Yoko Kanno: I really imagined it. I thought of people out there who are unable to move their bodies, but who can still think clearly. I thought of them. I did my best to myself into that mindset. I read books written by people in that condition.
☆Taku Takahashi: Did you talk with Director Kamiyama about it?
Yoko Kanno: I didn’t, he just left me to my own devices. He’s a mysterious person. He’s a book nerd too.
☆Taku Takahashi: He’s really smart.
Yoko Kanno: He doesn’t have the same reaction to cutaneous sensations as I do.
☆Taku Takahashi: Cutaneous?
Yoko Kanno: I’m someone who’s sensitive to touch and smell and temperature. He’s never said this, but I don’t think Mr. Kamiyama is like that.

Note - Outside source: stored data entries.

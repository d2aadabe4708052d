//! Redacted, append-only decision trace plus the review queue and the run
//! manifest.
//!
//! Every decision emits exactly one JSONL record; UNKNOWN decisions are
//! additionally appended to the review stream. Records never carry a
//! plaintext name, DOI, title, or institution: names and publication ids
//! are salted hashes, names additionally get a structural summary. Given
//! identical inputs, config, and seed, the emitted byte stream is
//! identical across runs, which is why record timestamps derive from the
//! run rather than the wall clock.

use anyhow::{Context, Result};
use chrono::{DateTime, Duration, SecondsFormat, TimeZone, Utc};
use serde::{Deserialize, Serialize};
use sha2::{Digest, Sha256};
use std::collections::BTreeMap;
use std::fs::{self, File};
use std::io::{BufWriter, Write};
use std::path::{Path, PathBuf};
use uuid::Uuid;

use crate::compare::Feature;
use crate::engine::{Decision, MentionDecision, Thresholds};
use crate::normalize::{name_structure, NameStructure};
use crate::scoring::ComponentScore;

/// First 12 hex characters of SHA-256(value || salt).
pub fn redact(value: &str, salt: &str) -> String {
    let mut hasher = Sha256::new();
    hasher.update(value.as_bytes());
    hasher.update(salt.as_bytes());
    let digest = hasher.finalize();
    let hex = format!("{digest:x}");
    hex[..12].to_string()
}

/// One line of `trace.jsonl` / `review.jsonl`.
#[derive(Debug, Clone, Serialize, Deserialize)]
pub struct TraceRecord {
    pub run_id: String,
    pub seq: u64,
    pub timestamp: String,
    pub decision: Decision,
    pub score_total: f64,
    pub score_components: BTreeMap<Feature, ComponentScore>,
    pub thresholds: Thresholds,
    pub best_author_id: Option<Uuid>,
    pub mention_name_redacted: String,
    pub mention_name_structure: NameStructure,
    /// Salted hash of the raw publication id (raw ids can embed DOIs).
    pub publication_id: String,
    pub deterministic_hash: String,
}

/// Tallies reported in the manifest and in `results.json`.
#[derive(Debug, Clone, Copy, Default, Serialize, Deserialize)]
pub struct DecisionCounts {
    pub merge: u64,
    pub new: u64,
    pub unknown: u64,
}

impl DecisionCounts {
    pub fn tally(&mut self, decision: Decision) {
        match decision {
            Decision::Merge => self.merge += 1,
            Decision::New => self.new += 1,
            Decision::Unknown => self.unknown += 1,
        }
    }

    pub fn total(&self) -> u64 {
        self.merge + self.new + self.unknown
    }
}

/// Scoped writer for the trace and review streams. Acquired once at the
/// top of a run and flushed on every exit path, success or not.
pub struct TraceLog {
    run_id: String,
    redaction_salt: String,
    backend: String,
    thresholds: Thresholds,
    epoch: DateTime<Utc>,
    seq: u64,
    trace: BufWriter<File>,
    review: BufWriter<File>,
}

impl TraceLog {
    #[allow(clippy::too_many_arguments)]
    pub fn create(
        trace_path: &Path,
        review_path: &Path,
        run_id: impl Into<String>,
        redaction_salt: impl Into<String>,
        backend: impl Into<String>,
        thresholds: Thresholds,
        seed: u64,
    ) -> Result<Self> {
        let trace = open_stream(trace_path)?;
        let review = open_stream(review_path)?;
        Ok(Self {
            run_id: run_id.into(),
            redaction_salt: redaction_salt.into(),
            backend: backend.into(),
            thresholds,
            epoch: run_epoch(seed),
            seq: 0,
            trace,
            review,
        })
    }

    /// Commits one decision: assigns the next sequence number, builds the
    /// redacted record, appends it to the trace (and to the review stream
    /// for UNKNOWN), and returns it.
    pub fn commit(
        &mut self,
        raw_publication_id: &str,
        decision: &MentionDecision,
    ) -> Result<TraceRecord> {
        let seq = self.seq;
        self.seq += 1;

        let mention_name_redacted = redact(&decision.mention_name, &self.redaction_salt);
        let publication_id = redact(raw_publication_id, &self.redaction_salt);
        let deterministic_hash = self.decision_hash(seq, &publication_id, &mention_name_redacted, decision);

        let record = TraceRecord {
            run_id: self.run_id.clone(),
            seq,
            timestamp: self.timestamp_for(seq),
            decision: decision.decision,
            score_total: decision.breakdown.total,
            score_components: decision.breakdown.components.clone(),
            thresholds: self.thresholds,
            best_author_id: decision.best_author_id,
            mention_name_redacted,
            mention_name_structure: name_structure(&decision.mention_name),
            publication_id,
            deterministic_hash,
        };

        append_line(&mut self.trace, &record)?;
        if record.decision == Decision::Unknown {
            append_line(&mut self.review, &record)?;
        }
        Ok(record)
    }

    pub fn flush(&mut self) -> Result<()> {
        self.trace.flush().context("failed to flush trace stream")?;
        self.review.flush().context("failed to flush review stream")?;
        Ok(())
    }

    pub fn decisions_committed(&self) -> u64 {
        self.seq
    }

    fn timestamp_for(&self, seq: u64) -> String {
        let at = self.epoch + Duration::milliseconds(seq as i64);
        at.to_rfc3339_opts(SecondsFormat::Millis, true)
    }

    /// Canonical decision-input hash. The serialization is a `|`-joined
    /// string of: run id, seq, hashed publication id, redacted mention,
    /// backend, both thresholds, the sorted candidate ids joined by `,`,
    /// the decision, and the total score.
    fn decision_hash(
        &self,
        seq: u64,
        publication_id: &str,
        mention_name_redacted: &str,
        decision: &MentionDecision,
    ) -> String {
        let candidates = decision
            .candidate_ids
            .iter()
            .map(Uuid::to_string)
            .collect::<Vec<_>>()
            .join(",");
        let canonical = format!(
            "{}|{}|{}|{}|{}|{}|{}|{}|{}|{}",
            self.run_id,
            seq,
            publication_id,
            mention_name_redacted,
            self.backend,
            self.thresholds.accept,
            self.thresholds.reject,
            candidates,
            decision.decision.as_str(),
            decision.breakdown.total,
        );
        let mut hasher = Sha256::new();
        hasher.update(canonical.as_bytes());
        format!("{:x}", hasher.finalize())
    }
}

fn open_stream(path: &Path) -> Result<BufWriter<File>> {
    if let Some(parent) = path.parent() {
        if !parent.as_os_str().is_empty() {
            fs::create_dir_all(parent)
                .with_context(|| format!("failed to create {}", parent.display()))?;
        }
    }
    let file =
        File::create(path).with_context(|| format!("failed to create {}", path.display()))?;
    Ok(BufWriter::new(file))
}

fn append_line<T: Serialize>(writer: &mut BufWriter<File>, value: &T) -> Result<()> {
    writer.write_all(serde_json::to_string(value)?.as_bytes())?;
    writer.write_all(b"\n")?;
    Ok(())
}

/// Fixed run epoch: 2000-01-01T00:00:00Z advanced by the seed, so trace
/// timestamps are a pure function of the run configuration.
fn run_epoch(seed: u64) -> DateTime<Utc> {
    let base = Utc
        .with_ymd_and_hms(2000, 1, 1, 0, 0, 0)
        .single()
        .unwrap_or_else(Utc::now);
    base + Duration::seconds((seed % 1_000_000_000) as i64)
}

/// Per-run summary written next to the outputs. Unlike the trace, the
/// manifest is allowed wall-clock timestamps.
#[derive(Debug, Clone, Serialize, Deserialize)]
pub struct RunManifest {
    pub run_id: String,
    /// "completed", "cancelled", or "aborted".
    pub status: String,
    #[serde(skip_serializing_if = "Option::is_none")]
    pub reason: Option<String>,
    pub cancelled: bool,
    pub config_hash: String,
    pub version: String,
    pub seed: u64,
    pub backend: String,
    pub thresholds: Thresholds,
    pub input_publications: u64,
    pub input_mentions: u64,
    pub duplicate_publications: u64,
    pub decision_counts: DecisionCounts,
    pub skipped_mentions: u64,
    pub invalid_orcids: u64,
    pub failed_dois: Vec<String>,
    pub started_at: DateTime<Utc>,
    pub finished_at: DateTime<Utc>,
}

impl RunManifest {
    pub fn persist(&self, path: &Path) -> Result<PathBuf> {
        if let Some(parent) = path.parent() {
            if !parent.as_os_str().is_empty() {
                fs::create_dir_all(parent)
                    .with_context(|| format!("failed to create {}", parent.display()))?;
            }
        }
        let data = serde_json::to_string_pretty(self)?;
        fs::write(path, data).with_context(|| format!("failed to write {}", path.display()))?;
        Ok(path.to_path_buf())
    }
}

☆Taku Takahashi: You use your senses.
Yoko Kanno: He’s good at imagining things, and he’s very aware of things around him.
☆Taku Takahashi: Sure.
Yoko Kanno: But he goes from point A to point B so quickly.
☆Taku Takahashi: What do you mean?
Yoko Kanno: How should I say it…He just sees the facts. The facts are up here, he just gets to it. There’s all this space in between.
☆Taku Takahashi: The middle?
Yoko Kanno: Right. He’s up top. I’m not at the bottom, I’m in the middle. I’m like an animal, I use my nose and my hands and my sense of smell, and rely on my senses. Things like the cold. It’s not emotion, it’s raw feeling.
☆Taku Takahashi: I see.
Yoko Kanno: Things that you need to feel physically.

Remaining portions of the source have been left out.